Portugal introduces “don’t call me at home” law

 In Labour, News

A raft of new labour legislation which aims to improve the work-life balance of employers in Portugal now makes it illegal for bosses to contact their staff — without prior permission — outside of working hours.

Under the new laws, employers can face penalties for contacting their staff after working hours.
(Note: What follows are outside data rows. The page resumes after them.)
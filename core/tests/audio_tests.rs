//! Integration tests for the audio path: bus, decoding and workers.

use std::sync::Arc;
use std::thread;
use std::time::Duration;

use crossbeam::channel::bounded;

use phosphor_scope::audio::synth::{generate_lissajous, generate_stereo_sine, write_wav};
use phosphor_scope::audio::{load_audio, BusShape, ReadError, SampleBus};
use phosphor_scope::worker::{BeamShaper, StreamConfig, TaskFactory, WorkerManager, WorkerTask};

const SAMPLE_RATE: u32 = 44100;

/// Read every block until the bus closes, returning the sequence ids seen.
fn drain(mut consumer: phosphor_scope::audio::ConsumerHandle, delay: Duration) -> Vec<u64> {
    let mut seen = Vec::new();
    loop {
        match consumer.read(Duration::from_millis(500)) {
            Ok(block) => seen.push(block.sequence()),
            Err(ReadError::TimedOut) => continue,
            Err(ReadError::Closed) => break,
        }
        consumer.mark_consumed();
        if !delay.is_zero() {
            thread::sleep(delay);
        }
    }
    seen
}

#[test]
fn test_consumers_see_blocks_in_publish_order() {
    let shape = BusShape::new(2, 64).with_queue_depth(4);
    let (bus, mut publisher) = SampleBus::new(shape);

    let fast = bus.register_consumer_with_depth(1024);
    let slow = bus.register_consumer();
    let fast = thread::spawn(move || drain(fast, Duration::ZERO));
    let slow = thread::spawn(move || drain(slow, Duration::from_micros(300)));

    for i in 0..500 {
        publisher.publish(&vec![i as f32; shape.block_len()]);
        if i % 50 == 0 {
            thread::sleep(Duration::from_millis(1));
        }
    }
    // Let the readers empty their queues before closing.
    thread::sleep(Duration::from_millis(200));
    bus.close();

    let fast = fast.join().unwrap();
    let slow = slow.join().unwrap();

    assert_eq!(fast, (0..500).collect::<Vec<u64>>());
    assert!(slow.windows(2).all(|w| w[0] < w[1]), "slow consumer out of order");
    assert_eq!(slow.last(), Some(&499));
}

#[test]
fn test_unregistering_one_consumer_leaves_others_intact() {
    let shape = BusShape::new(1, 32).with_queue_depth(64);
    let (bus, mut publisher) = SampleBus::new(shape);

    let mut stays = bus.register_consumer();
    let leaves = bus.register_consumer();

    for _ in 0..10 {
        publisher.publish(&vec![0.5; shape.block_len()]);
    }
    bus.unregister_consumer(leaves);
    let late = bus.register_consumer();
    for _ in 0..10 {
        publisher.publish(&vec![0.5; shape.block_len()]);
    }

    let mut seen = Vec::new();
    while let Some(block) = stays.try_read() {
        seen.push(block.sequence());
    }
    assert_eq!(seen, (0..20).collect::<Vec<u64>>());
    assert_eq!(stays.dropped(), 0);
    assert_eq!(late.pending(), 10);
    assert_eq!(bus.stats().consumers, 2);
}

#[test]
fn test_publish_never_waits_for_a_stalled_consumer() {
    let shape = BusShape::new(2, 128).with_queue_depth(2);
    let (bus, mut publisher) = SampleBus::new(shape);
    let stalled = bus.register_consumer();

    let block = vec![0.1; shape.block_len()];
    let start = std::time::Instant::now();
    for _ in 0..10_000 {
        publisher.publish(&block);
    }
    assert!(start.elapsed() < Duration::from_secs(5));
    assert_eq!(stalled.pending(), 2);
    assert_eq!(stalled.dropped(), 9_998);
    assert_eq!(bus.stats().published, 10_000);
}

#[test]
fn test_wav_round_trip_through_loader() {
    let dir = tempfile::tempdir().unwrap();
    let path = dir.path().join("circle.wav");
    let audio = generate_lissajous(220.0, 220.0, SAMPLE_RATE, 0.5, 0.9);
    write_wav(&path, &audio).unwrap();

    let loaded = load_audio(&path).unwrap();
    assert_eq!(loaded.sample_rate, SAMPLE_RATE);
    assert_eq!(loaded.channels, 2);
    assert_eq!(loaded.num_frames(), audio.num_frames());
    assert!((loaded.duration() - 0.5).abs() < 1e-3);
    for (a, b) in loaded.samples.iter().zip(&audio.samples).take(1000) {
        assert!((a - b).abs() < 1e-6);
    }
}

#[test]
fn test_chunks_cover_audio_with_padded_tail() {
    let audio = generate_stereo_sine(1000.0, SAMPLE_RATE, 0.1, 0.5);
    let mut chunks = audio.chunks(1000);
    assert_eq!(chunks.total(), audio.num_frames().div_ceil(1000));

    let mut count = 0;
    let mut last_len = 0;
    while let Some(chunk) = chunks.next_chunk() {
        count += 1;
        last_len = chunk.len();
    }
    assert_eq!(count, chunks.total());
    assert_eq!(last_len, 2000);
}

#[test]
fn test_workers_turn_bus_audio_into_frames() {
    let shape = BusShape::new(2, 480).with_queue_depth(32);
    let (bus, mut publisher) = SampleBus::new(shape);
    let config = StreamConfig {
        sample_rate: 48_000.0,
        block_frames: 480,
        channels: 2,
    };
    let manager = WorkerManager::new(bus.clone(), config);

    let (frames_tx, frames_rx) = bounded(64);
    let factory: TaskFactory = Arc::new(move || {
        Box::new(BeamShaper::new(frames_tx.clone(), 100.0, 96_000.0)) as Box<dyn WorkerTask>
    });
    manager.add_worker("shaper", factory).unwrap();
    manager.start().unwrap();
    // Let the worker reach its read loop.
    thread::sleep(Duration::from_millis(100));

    let audio = generate_lissajous(100.0, 100.0, 48_000, 0.1, 0.5);
    publisher.write(&audio.samples);

    // 4800 frames at 480 per video frame.
    let mut frames = Vec::new();
    while frames.len() < 10 {
        match frames_rx.recv_timeout(Duration::from_secs(2)) {
            Ok(frame) => frames.push(frame),
            Err(_) => break,
        }
    }
    manager.stop();

    assert_eq!(frames.len(), 10);
    for (i, frame) in frames.iter().enumerate() {
        assert_eq!(frame.sequence, i as u64);
        assert_eq!(frame.point_rate, 96_000.0);
        assert!(frame
            .points
            .iter()
            .all(|p| p.x.abs() <= 0.6 && p.y.abs() <= 0.6));
    }
    // After the first frame, each one holds 10 ms of points.
    assert!((frames[5].points.len() as i64 - 960).abs() <= 2);
}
It means staff don’t have to respond to e-mails, text messages or pick up calls once they’ve clocked off.
The new laws also oblige employers to help pay for expenses such as higher electric and internet bills incurred from remote working.
Not only that, the new laws also prohibit companies from monitoring staff when working from home and allow the parents of young children to work form home without making arrangements in advance.
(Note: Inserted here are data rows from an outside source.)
//! Encoder and mux command lines.

use std::ffi::OsString;
use std::fmt;
use std::path::{Path, PathBuf};
use std::process::Command;

use crate::gpu::RowOrder;

use super::codec::{BitrateHeuristic, CompressionPreset, VideoCodec};

/// Audio bitrate used when muxing.
pub const MUX_AUDIO_BITRATE: &str = "384k";

/// A program and its arguments, kept separate so nothing is shell-parsed.
#[derive(Debug, Clone, PartialEq, Eq)]
pub struct EncoderCommand {
    pub program: PathBuf,
    pub args: Vec<OsString>,
}

impl EncoderCommand {
    pub fn new(program: impl Into<PathBuf>) -> Self {
        Self {
            program: program.into(),
            args: Vec::new(),
        }
    }

    pub fn arg(mut self, arg: impl Into<OsString>) -> Self {
        self.args.push(arg.into());
        self
    }

    pub fn args<I, S>(mut self, args: I) -> Self
    where
        I: IntoIterator<Item = S>,
        S: Into<OsString>,
    {
        self.args.extend(args.into_iter().map(Into::into));
        self
    }

    /// Whether any argument equals `value`.
    pub fn contains(&self, value: &str) -> bool {
        self.args.iter().any(|arg| arg == value)
    }

    /// Argument following the first occurrence of `flag`.
    pub fn value_of(&self, flag: &str) -> Option<&OsString> {
        let index = self.args.iter().position(|arg| arg == flag)?;
        self.args.get(index + 1)
    }

    pub fn to_command(&self) -> Command {
        let mut command = Command::new(&self.program);
        command.args(&self.args);
        command
    }
}

impl fmt::Display for EncoderCommand {
    fn fmt(&self, f: &mut fmt::Formatter<'_>) -> fmt::Result {
        write!(f, "{}", self.program.display())?;
        for arg in &self.args {
            let arg = arg.to_string_lossy();
            if arg.is_empty() || arg.contains(char::is_whitespace) {
                write!(f, " \"{arg}\"")?;
            } else {
                write!(f, " {arg}")?;
            }
        }
        Ok(())
    }
}

/// Everything needed to build one encode command.
#[derive(Debug, Clone)]
pub struct EncodeSettings {
    pub codec: VideoCodec,
    /// Concrete encoder, e.g. `h264_nvenc`. Usually chosen by the selector.
    pub encoder: String,
    pub crf: u32,
    pub width: u32,
    pub height: u32,
    pub frame_rate: f64,
    pub preset: CompressionPreset,
    /// Row order of the raw frames on stdin.
    pub row_order: RowOrder,
    pub bitrate: BitrateHeuristic,
    /// 0..100 quality target. When set, encoders with a constant-quality
    /// mode use it instead of a bitrate estimate.
    pub hardware_quality: Option<u32>,
    pub output: PathBuf,
}

/// Build the command that reads raw RGBA frames on stdin and encodes them to
/// `settings.output`.
pub fn build_encode_command(ffmpeg: &Path, settings: &EncodeSettings) -> EncoderCommand {
    let mut cmd = EncoderCommand::new(ffmpeg)
        .arg("-hide_banner")
        .args(["-loglevel", "error"])
        .args(["-r", format_rate(settings.frame_rate).as_str()])
        .args(["-f", "rawvideo"])
        .args(["-pix_fmt", "rgba"])
        .args(["-s", format!("{}x{}", settings.width, settings.height).as_str()])
        .args(["-i", "-"])
        .args(["-threads", "4"])
        .arg("-y")
        .args(["-pix_fmt", "yuv420p"]);
    if settings.row_order == RowOrder::BottomUp {
        cmd = cmd.args(["-vf", "vflip"]);
    }

    let crf = settings.crf.to_string();
    let encoder = settings.encoder.as_str();
    cmd = cmd.args(["-c:v", encoder]);
    cmd = match settings.codec {
        VideoCodec::Vp9 => cmd.args([
            "-b:v", "0", "-crf", crf.as_str(), "-deadline", "good", "-cpu-used", "2",
        ]),
        VideoCodec::ProRes => cmd.args(["-profile:v", "3"]),
        VideoCodec::H264 | VideoCodec::H265 => {
            if encoder.ends_with("_nvenc") {
                let profile = if settings.codec == VideoCodec::H264 {
                    "high"
                } else {
                    "main"
                };
                cmd.args([
                    "-preset", "p7", "-profile:v", profile, "-rc", "vbr", "-cq", crf.as_str(), "-b:v",
                    "0",
                ])
            } else if encoder.ends_with("_amf") {
                cmd.args([
                    "-quality", "quality", "-rc", "cqp", "-qp_i", crf.as_str(), "-qp_p", crf.as_str(),
                ])
            } else if encoder.ends_with("_videotoolbox") {
                let cmd = match settings.hardware_quality {
                    Some(quality) => cmd.args(["-q:v", quality.min(100).to_string().as_str()]),
                    None => {
                        let bitrate = settings.bitrate.estimate(
                            settings.width,
                            settings.height,
                            settings.frame_rate,
                            settings.crf,
                        );
                        cmd.args(["-b:v", bitrate.to_string().as_str()])
                    }
                };
                if settings.codec == VideoCodec::H265 {
                    cmd.args(["-tag:v", "hvc1"])
                } else {
                    cmd
                }
            } else {
                cmd.args(["-preset", settings.preset.as_str(), "-crf", crf.as_str()])
            }
        }
    };

    cmd.arg(settings.output.as_os_str())
}

/// Build the command that copies the video stream and re-encodes the audio
/// into one container.
pub fn build_mux_command(ffmpeg: &Path, video: &Path, audio: &Path, output: &Path) -> EncoderCommand {
    EncoderCommand::new(ffmpeg)
        .arg("-hide_banner")
        .args(["-loglevel", "error"])
        .arg("-i")
        .arg(video.as_os_str())
        .arg("-i")
        .arg(audio.as_os_str())
        .args(["-c:v", "copy", "-c:a", "aac", "-b:a", MUX_AUDIO_BITRATE, "-shortest", "-y"])
        .arg(output.as_os_str())
}

/// Short synthetic encode used to check an encoder actually works.
pub fn build_probe_command(ffmpeg: &Path, encoder: &str) -> EncoderCommand {
    EncoderCommand::new(ffmpeg)
        .args(["-v", "error", "-f", "lavfi", "-i", "nullsrc=s=640x360:r=30"])
        .args(["-t", "1", "-c:v", encoder, "-f", "null", "-"])
}

/// Command that lists every encoder the tool knows.
pub fn build_list_command(ffmpeg: &Path) -> EncoderCommand {
    EncoderCommand::new(ffmpeg).args(["-encoders", "-hide_banner"])
}

fn format_rate(rate: f64) -> String {
    if rate.fract() == 0.0 {
        format!("{}", rate as u64)
    } else {
        format!("{rate:.3}")
    }
}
However, the laws are limited to companies with 10 employees for more, meaning some startups and micro enterprises are let off the hook.
The Minister of Labour and Social Security Ana Mendes Godinho said “the pandemic has accelerated the need to regulate what needed regulating” and added that the new laws should make Portugal a more attractive place for remote workers to relocate.
“We think that Portugal is one of the best places in the world for these digital nomads and remote workers to choose to live in, we want to attract them to Portugal”.
However, digital nomads are often freelance and work for themselves, often in co-working or working from home setups.
Those overseas employees that are attached to companies, tend to work for startups which often have 10 staff or fewer. Also, the law may be difficult to police since staff may feel they need to tacitly waiver the law in an understanding with their bosses, feeling they may or should not refuse without risking their jobs, or risk being treated unfavourably by their bosses compared to their work peers.